TASK INSTRUCTIONS -
Pull every line containing the word "checked" out of the material below.

:::

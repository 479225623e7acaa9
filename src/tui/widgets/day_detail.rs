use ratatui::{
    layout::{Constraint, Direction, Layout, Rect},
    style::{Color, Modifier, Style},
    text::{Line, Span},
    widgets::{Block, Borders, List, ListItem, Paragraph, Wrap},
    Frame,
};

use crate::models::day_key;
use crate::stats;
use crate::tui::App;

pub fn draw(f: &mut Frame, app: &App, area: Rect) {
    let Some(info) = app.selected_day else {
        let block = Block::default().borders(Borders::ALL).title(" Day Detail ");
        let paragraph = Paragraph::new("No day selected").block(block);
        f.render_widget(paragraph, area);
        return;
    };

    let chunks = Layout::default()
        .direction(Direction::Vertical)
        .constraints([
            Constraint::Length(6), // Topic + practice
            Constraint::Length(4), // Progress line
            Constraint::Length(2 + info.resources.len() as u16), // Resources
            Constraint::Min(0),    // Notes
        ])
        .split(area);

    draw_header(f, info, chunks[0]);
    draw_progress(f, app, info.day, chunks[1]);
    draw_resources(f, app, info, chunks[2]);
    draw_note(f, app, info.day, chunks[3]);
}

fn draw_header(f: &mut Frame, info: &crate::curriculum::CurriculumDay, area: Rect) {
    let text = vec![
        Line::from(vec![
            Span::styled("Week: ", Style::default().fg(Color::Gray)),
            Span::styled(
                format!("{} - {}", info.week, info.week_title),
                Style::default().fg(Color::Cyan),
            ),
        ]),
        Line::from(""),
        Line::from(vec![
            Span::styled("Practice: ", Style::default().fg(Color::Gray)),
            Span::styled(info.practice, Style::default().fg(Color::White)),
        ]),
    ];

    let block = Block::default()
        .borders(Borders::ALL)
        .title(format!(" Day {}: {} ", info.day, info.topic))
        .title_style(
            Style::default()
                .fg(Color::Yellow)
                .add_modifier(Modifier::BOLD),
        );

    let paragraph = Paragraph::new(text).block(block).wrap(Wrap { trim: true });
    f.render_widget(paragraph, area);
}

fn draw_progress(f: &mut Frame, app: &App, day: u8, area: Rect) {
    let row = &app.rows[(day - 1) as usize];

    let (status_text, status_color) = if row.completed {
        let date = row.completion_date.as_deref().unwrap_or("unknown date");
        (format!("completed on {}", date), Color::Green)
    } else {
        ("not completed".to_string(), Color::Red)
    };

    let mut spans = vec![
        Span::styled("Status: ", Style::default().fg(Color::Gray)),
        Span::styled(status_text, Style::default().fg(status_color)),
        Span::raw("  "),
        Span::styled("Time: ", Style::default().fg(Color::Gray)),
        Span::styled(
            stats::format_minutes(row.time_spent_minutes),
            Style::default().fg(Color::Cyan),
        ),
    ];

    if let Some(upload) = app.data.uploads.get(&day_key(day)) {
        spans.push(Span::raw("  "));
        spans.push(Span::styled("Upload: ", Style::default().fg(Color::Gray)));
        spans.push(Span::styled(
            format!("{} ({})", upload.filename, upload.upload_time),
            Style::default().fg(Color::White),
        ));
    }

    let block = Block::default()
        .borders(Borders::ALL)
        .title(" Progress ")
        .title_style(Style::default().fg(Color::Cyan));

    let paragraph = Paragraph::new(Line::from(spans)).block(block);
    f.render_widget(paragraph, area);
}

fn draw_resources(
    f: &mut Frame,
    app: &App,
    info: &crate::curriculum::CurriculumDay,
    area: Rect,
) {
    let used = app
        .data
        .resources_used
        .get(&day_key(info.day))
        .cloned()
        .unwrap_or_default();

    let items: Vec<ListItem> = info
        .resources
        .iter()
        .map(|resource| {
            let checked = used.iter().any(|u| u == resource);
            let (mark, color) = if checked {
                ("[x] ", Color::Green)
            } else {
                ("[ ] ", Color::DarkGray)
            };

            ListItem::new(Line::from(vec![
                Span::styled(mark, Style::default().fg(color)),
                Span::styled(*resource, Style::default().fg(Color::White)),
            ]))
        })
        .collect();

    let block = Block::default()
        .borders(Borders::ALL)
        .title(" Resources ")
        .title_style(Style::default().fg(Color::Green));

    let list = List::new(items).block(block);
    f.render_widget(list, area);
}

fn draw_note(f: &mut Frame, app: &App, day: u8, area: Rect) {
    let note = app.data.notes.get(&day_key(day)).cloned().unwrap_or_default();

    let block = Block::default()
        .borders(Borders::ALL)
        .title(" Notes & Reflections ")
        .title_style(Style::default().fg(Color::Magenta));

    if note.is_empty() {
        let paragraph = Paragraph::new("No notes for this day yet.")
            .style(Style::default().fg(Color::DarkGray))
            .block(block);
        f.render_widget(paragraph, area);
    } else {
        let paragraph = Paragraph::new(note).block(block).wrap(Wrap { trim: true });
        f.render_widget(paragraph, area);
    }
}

:::

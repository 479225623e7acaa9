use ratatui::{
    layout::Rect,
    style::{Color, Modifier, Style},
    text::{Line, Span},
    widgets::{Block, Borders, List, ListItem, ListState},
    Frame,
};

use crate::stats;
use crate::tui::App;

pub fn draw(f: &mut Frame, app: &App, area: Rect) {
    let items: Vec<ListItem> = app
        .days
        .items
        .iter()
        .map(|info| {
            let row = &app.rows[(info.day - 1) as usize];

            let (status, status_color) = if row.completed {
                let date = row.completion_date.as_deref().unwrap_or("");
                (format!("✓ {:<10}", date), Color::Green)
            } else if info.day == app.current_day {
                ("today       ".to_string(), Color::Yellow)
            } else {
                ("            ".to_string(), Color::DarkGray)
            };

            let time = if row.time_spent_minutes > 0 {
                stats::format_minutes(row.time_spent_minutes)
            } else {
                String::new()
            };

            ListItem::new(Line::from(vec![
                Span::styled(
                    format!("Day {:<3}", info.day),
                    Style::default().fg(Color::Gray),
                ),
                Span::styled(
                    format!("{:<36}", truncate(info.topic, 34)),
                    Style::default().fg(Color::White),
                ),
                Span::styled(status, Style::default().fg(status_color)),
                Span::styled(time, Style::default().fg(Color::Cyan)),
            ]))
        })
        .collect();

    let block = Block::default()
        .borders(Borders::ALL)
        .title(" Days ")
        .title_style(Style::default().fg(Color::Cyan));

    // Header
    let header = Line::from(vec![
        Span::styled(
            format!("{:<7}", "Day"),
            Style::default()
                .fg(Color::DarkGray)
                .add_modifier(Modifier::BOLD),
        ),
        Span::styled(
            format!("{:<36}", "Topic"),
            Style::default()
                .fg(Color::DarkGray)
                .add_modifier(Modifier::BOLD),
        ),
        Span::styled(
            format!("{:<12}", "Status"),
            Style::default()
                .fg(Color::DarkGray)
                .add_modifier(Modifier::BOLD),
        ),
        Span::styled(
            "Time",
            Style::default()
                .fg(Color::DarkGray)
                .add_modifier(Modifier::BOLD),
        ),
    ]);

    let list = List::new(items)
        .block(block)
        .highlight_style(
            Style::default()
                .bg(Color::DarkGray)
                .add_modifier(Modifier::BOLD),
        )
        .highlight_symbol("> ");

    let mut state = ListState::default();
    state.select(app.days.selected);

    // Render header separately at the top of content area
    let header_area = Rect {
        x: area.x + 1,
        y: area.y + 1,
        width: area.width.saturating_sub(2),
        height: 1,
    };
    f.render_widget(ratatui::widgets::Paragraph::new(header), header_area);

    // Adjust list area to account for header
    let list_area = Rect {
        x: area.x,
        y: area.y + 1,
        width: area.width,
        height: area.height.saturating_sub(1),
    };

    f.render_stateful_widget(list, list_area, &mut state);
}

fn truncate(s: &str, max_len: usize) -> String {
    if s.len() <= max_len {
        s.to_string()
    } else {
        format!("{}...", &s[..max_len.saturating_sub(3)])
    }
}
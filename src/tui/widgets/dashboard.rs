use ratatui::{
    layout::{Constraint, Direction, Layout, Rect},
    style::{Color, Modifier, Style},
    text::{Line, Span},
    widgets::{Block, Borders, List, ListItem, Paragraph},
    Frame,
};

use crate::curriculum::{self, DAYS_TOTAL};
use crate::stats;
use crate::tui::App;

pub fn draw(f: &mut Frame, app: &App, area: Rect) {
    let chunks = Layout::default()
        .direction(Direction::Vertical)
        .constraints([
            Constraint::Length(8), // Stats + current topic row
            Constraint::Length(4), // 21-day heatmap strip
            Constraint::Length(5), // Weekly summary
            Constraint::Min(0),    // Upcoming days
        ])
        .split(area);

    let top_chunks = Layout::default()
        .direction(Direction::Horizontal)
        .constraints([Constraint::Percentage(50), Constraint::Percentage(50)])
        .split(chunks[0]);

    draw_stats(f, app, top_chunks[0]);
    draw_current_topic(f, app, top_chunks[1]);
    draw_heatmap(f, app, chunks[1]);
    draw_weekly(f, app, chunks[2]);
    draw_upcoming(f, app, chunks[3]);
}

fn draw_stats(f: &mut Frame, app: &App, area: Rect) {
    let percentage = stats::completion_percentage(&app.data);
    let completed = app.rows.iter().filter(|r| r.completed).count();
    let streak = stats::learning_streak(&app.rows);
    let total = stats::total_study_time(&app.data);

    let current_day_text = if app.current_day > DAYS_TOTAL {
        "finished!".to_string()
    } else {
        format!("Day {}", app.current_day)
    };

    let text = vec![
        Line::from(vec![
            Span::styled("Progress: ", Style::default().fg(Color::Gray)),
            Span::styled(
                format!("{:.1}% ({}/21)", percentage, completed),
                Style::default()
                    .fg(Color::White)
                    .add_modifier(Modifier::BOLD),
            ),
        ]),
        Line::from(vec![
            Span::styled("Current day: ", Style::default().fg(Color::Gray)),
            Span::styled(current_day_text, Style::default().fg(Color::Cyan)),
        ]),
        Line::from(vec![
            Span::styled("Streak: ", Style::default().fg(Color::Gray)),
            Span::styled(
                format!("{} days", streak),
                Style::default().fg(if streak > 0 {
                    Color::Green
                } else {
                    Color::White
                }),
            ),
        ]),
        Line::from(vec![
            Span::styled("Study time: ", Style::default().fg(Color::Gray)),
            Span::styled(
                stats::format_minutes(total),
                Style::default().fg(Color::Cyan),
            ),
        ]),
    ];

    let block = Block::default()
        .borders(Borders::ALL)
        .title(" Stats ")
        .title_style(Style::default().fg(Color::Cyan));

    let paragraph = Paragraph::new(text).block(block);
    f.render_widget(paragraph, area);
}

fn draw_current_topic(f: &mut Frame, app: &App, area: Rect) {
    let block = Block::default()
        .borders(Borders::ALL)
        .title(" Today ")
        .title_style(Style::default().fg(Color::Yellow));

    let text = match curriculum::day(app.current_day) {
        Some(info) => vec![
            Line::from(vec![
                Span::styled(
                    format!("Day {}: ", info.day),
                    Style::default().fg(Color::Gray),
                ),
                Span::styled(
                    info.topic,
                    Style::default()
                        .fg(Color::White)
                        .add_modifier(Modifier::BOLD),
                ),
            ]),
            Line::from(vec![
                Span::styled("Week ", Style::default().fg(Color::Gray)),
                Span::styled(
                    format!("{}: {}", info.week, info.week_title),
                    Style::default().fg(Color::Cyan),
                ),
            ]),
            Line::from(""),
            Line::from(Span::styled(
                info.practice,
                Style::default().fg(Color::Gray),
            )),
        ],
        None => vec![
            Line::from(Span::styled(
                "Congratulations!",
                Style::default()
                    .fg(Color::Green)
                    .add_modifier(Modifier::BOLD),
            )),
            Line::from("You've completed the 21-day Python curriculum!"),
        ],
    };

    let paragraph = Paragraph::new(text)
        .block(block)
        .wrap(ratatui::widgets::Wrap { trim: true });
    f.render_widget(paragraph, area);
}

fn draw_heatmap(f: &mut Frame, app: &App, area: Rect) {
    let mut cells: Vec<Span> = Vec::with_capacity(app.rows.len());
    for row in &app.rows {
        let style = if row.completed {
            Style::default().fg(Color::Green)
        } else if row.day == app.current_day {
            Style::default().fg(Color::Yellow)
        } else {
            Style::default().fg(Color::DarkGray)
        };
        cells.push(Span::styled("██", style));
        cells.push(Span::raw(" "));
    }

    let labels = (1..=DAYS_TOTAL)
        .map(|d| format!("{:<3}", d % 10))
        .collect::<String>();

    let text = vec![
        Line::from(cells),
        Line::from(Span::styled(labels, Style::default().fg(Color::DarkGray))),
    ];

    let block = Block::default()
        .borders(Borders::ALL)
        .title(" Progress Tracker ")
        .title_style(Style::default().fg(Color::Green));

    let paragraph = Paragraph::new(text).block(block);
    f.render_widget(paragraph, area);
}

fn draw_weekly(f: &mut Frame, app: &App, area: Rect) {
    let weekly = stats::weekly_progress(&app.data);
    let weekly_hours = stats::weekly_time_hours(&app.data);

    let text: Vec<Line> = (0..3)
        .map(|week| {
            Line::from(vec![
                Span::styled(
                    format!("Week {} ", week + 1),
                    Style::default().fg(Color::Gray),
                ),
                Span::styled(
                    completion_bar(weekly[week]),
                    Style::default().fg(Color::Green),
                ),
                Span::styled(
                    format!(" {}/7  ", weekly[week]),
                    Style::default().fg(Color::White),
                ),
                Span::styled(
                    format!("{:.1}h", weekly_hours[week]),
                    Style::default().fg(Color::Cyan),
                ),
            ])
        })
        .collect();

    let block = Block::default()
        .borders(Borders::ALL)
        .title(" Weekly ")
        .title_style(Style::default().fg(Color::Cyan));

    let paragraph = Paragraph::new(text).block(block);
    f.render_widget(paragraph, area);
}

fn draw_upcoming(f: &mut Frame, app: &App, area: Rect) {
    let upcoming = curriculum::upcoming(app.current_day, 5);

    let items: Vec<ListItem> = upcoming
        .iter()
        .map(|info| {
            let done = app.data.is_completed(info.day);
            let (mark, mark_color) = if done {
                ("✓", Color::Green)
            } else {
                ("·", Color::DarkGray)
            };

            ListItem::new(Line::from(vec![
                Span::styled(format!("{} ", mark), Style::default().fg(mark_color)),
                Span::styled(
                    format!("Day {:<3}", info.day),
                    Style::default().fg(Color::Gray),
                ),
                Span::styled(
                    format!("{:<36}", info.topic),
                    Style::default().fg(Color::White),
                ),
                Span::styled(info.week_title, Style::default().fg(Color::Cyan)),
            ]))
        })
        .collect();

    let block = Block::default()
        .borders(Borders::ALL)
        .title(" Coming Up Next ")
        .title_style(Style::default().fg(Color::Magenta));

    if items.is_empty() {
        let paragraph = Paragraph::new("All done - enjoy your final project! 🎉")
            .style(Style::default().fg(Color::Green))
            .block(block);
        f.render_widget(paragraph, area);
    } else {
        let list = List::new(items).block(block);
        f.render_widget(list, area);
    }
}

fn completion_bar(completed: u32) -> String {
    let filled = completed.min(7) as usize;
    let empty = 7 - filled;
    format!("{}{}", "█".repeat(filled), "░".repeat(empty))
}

:::

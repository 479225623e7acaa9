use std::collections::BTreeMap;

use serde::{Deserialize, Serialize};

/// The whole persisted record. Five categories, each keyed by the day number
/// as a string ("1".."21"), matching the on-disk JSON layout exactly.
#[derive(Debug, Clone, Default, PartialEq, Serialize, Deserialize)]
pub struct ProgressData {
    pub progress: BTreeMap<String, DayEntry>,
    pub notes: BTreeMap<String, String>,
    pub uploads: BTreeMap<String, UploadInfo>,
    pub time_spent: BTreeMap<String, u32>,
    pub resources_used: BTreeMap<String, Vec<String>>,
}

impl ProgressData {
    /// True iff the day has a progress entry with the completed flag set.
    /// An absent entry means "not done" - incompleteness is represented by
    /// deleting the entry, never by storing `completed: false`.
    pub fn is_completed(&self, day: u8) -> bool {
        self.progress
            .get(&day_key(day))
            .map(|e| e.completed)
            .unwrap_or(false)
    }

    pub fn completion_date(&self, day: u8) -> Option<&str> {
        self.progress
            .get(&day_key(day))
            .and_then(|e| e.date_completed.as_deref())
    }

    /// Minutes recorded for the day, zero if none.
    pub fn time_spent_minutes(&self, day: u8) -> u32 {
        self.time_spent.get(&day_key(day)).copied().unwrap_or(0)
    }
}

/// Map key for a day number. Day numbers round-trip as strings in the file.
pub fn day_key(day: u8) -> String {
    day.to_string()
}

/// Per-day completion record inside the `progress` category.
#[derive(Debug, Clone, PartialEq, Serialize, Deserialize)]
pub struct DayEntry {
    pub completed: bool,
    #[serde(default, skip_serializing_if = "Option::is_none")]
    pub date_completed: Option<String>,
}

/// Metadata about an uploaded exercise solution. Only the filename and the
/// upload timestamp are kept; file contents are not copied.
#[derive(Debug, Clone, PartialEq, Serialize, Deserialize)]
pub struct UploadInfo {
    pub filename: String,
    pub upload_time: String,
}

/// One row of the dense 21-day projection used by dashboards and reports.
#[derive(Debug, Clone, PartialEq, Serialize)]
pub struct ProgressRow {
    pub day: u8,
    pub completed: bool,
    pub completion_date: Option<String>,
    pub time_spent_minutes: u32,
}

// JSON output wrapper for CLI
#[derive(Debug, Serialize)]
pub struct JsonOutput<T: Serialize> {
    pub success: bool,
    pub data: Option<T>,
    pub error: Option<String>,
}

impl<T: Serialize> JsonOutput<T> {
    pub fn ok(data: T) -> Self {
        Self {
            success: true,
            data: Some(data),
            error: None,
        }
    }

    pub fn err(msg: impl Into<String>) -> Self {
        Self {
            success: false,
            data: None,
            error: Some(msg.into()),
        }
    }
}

:::

WRITTEN ANSWER -
            let checked = used.iter().any(|u| u == resource);
            let (mark, color) = if checked {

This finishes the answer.